When they had left the man off at the garage, Evan asked everybody to get up front.

“Is it too hot, Swan?” he said. “Shall I put the top up?”

“No, Papa,” Eva said. “I can see everywhere now.”

“Leave it down,” Swan said. “It is hot, but it would be anyway.”

“Where will we go?” Eva said. “Do I have to put on clothes? Can’t I go like this? It feels so good to be in only shorts.”

“You can go the way you are,” Evan said. “We’ll take along some clothes to put on later. The sun’ll do you good. You, too, Red, if you want to.”

“Shall we pick up the Walz girls and take them with us?” Swan said.

“Why not all of them?” Evan said. “There’s plenty of room in the car. Maybe we could go swimming.”

“Where?” Red said. “Piedra? It’s hard to walk on the rocks there.”

“Maybe they know a better place,” Evan said. “Suppose we stop there on our way home, then go back and pick them up after we fix a picnic basket?”

“Do you like them?” Swan said.

“Very much,” Evan said.

“I do, too,” Red said.

“So do I,” Eva said, “especially Fanny. I didn’t like her at first, I liked Flora at first, but now I like Fanny best, then Flora, then Fay.”

“She’s the nicest woman I’ve ever met,” Swan said. “The first impression you get of people can be awful wrong, can’t it? In one visit we’ve become the best of friends.”

“Cody Bone’s my best friend,” Red said.

“No,” Eva said. “Flora’s your best friend.”

“I forgot all about Bart,” Evan said. “The man in San Francisco’s going to phone sometime this afternoon. I’ve got to wait for his call. I told Bart I’d phone the minute I heard from him.”

“Maybe he’ll phone while we’re fixing the picnic basket,” Swan said.

“Well, if he doesn’t,” Red said, “you phone him, Papa.”

“Well, I could,” Evan said, “but I’d rather not. I could , though.”

They came to the Walz home and found everybody in the back yard.

“How about going swimming with us?” Evan said. “We’re going to have a picnic, too.”

“How about it, May?” Walz said.

“Us , too?” Fanny said.

“Yes, Fanny,” Eva said.

“We’ll go in Dade’s car,” Evan said. “There’s plenty of room. We’re going home to fix a basket. We’ll be back in an hour or so. Think of a good place to go. Let it be far.”

“Yes,” Red said, “let’s go far this time. Piedra’s not far.”

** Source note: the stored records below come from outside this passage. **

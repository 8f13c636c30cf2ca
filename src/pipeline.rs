use crate::config::ValidatorConfig;
use crate::diagnostic::Diagnostic;
use async_trait::async_trait;
use reqwest::header::{CONTENT_TYPE, USER_AGENT};
use serde::{Deserialize, Serialize};
use std::time::Duration;
use thiserror::Error;
use tracing::debug;

/// What markup to fetch for validation
#[derive(Debug, Clone, PartialEq, Eq)]
pub enum ValidationRequest {
    /// An arbitrary page URL
    Url(String),
    /// A dev server on localhost
    Port(u16),
}

impl ValidationRequest {
    pub fn target_url(&self) -> String {
        match self {
            ValidationRequest::Url(url) => url.clone(),
            ValidationRequest::Port(port) => format!("http://localhost:{}", port),
        }
    }
}

/// The validator's JSON response body
#[derive(Debug, Clone, PartialEq, Serialize, Deserialize)]
pub struct ValidatorReport {
    pub messages: Vec<Diagnostic>,
}

/// Successful pipeline outcome: the fetched markup and the validator findings
#[derive(Debug, Clone, PartialEq)]
pub struct Validated {
    pub html: String,
    pub diagnostics: Vec<Diagnostic>,
}

/// Pipeline failure, tagged by the hop that failed
///
/// Callers across the messaging boundary only ever see the message string;
/// the tag exists for logging.
#[derive(Debug, Error, PartialEq, Eq)]
pub enum PipelineError {
    #[error("{0}")]
    Fetch(String),
    #[error("{0}")]
    Validator(String),
}

/// Outbound HTTP seam for the two pipeline hops
#[async_trait]
pub trait Transport: Send + Sync {
    /// Plain GET of the target page, no custom headers
    async fn get(&self, url: &str) -> anyhow::Result<String>;

    /// POST raw markup to the validator, returning the response body
    async fn post_html(&self, url: &str, user_agent: &str, body: &str) -> anyhow::Result<String>;
}

/// Production transport backed by reqwest with an explicit request timeout
pub struct ReqwestTransport {
    client: reqwest::Client,
}

impl ReqwestTransport {
    pub fn new(timeout: Duration) -> anyhow::Result<Self> {
        let client = reqwest::Client::builder().timeout(timeout).build()?;
        Ok(Self { client })
    }
}

#[async_trait]
impl Transport for ReqwestTransport {
    async fn get(&self, url: &str) -> anyhow::Result<String> {
        let response = self.client.get(url).send().await?;
        Ok(response.text().await?)
    }

    async fn post_html(&self, url: &str, user_agent: &str, body: &str) -> anyhow::Result<String> {
        let response = self
            .client
            .post(url)
            .header(CONTENT_TYPE, "text/html; charset=utf-8")
            .header(USER_AGENT, user_agent)
            .body(body.to_string())
            .send()
            .await?;
        Ok(response.text().await?)
    }
}

/// Fetch-then-validate pipeline
///
/// Two sequential network hops: GET the target markup, then POST it to the
/// validator endpoint and parse the JSON report. A first-hop failure
/// short-circuits; the validator is never contacted.
pub struct Pipeline<T: Transport> {
    transport: T,
    endpoint: String,
    user_agent: String,
}

impl<T: Transport> Pipeline<T> {
    pub fn new(transport: T, config: &ValidatorConfig) -> Self {
        Self {
            transport,
            endpoint: config.endpoint.clone(),
            user_agent: config.user_agent.clone(),
        }
    }

    pub async fn validate(&self, request: &ValidationRequest) -> Result<Validated, PipelineError> {
        let target = request.target_url();
        debug!("Fetching markup from {}", target);
        let html = self
            .transport
            .get(&target)
            .await
            .map_err(|e| PipelineError::Fetch(e.to_string()))?;

        debug!("Submitting {} bytes to {}", html.len(), self.endpoint);
        let body = self
            .transport
            .post_html(&self.endpoint, &self.user_agent, &html)
            .await
            .map_err(|e| PipelineError::Validator(e.to_string()))?;

        let report: ValidatorReport =
            serde_json::from_str(&body).map_err(|e| PipelineError::Validator(e.to_string()))?;
        debug!("Validator returned {} findings", report.messages.len());

        Ok(Validated {
            html,
            diagnostics: report.messages,
        })
    }
}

“Piedra’s so nice, though,” May said. “Couldn’t we go there again, Red?”

“Oh, well,” Red said. “Sure we could, Mrs. Walz—if you want to.”

“It’s the best place, isn’t it, Warren?” May said.

“Just about,” Walz said. “The river at Skaggs Bridge is pretty good, too, though, and no rocks. It’s shallow enough for the kids unless they go out to the middle of the stream. Do you have suits? We’ve got all kinds of them if you haven’t. We’ll bring along some extra ones. We’ll decide when you get back.”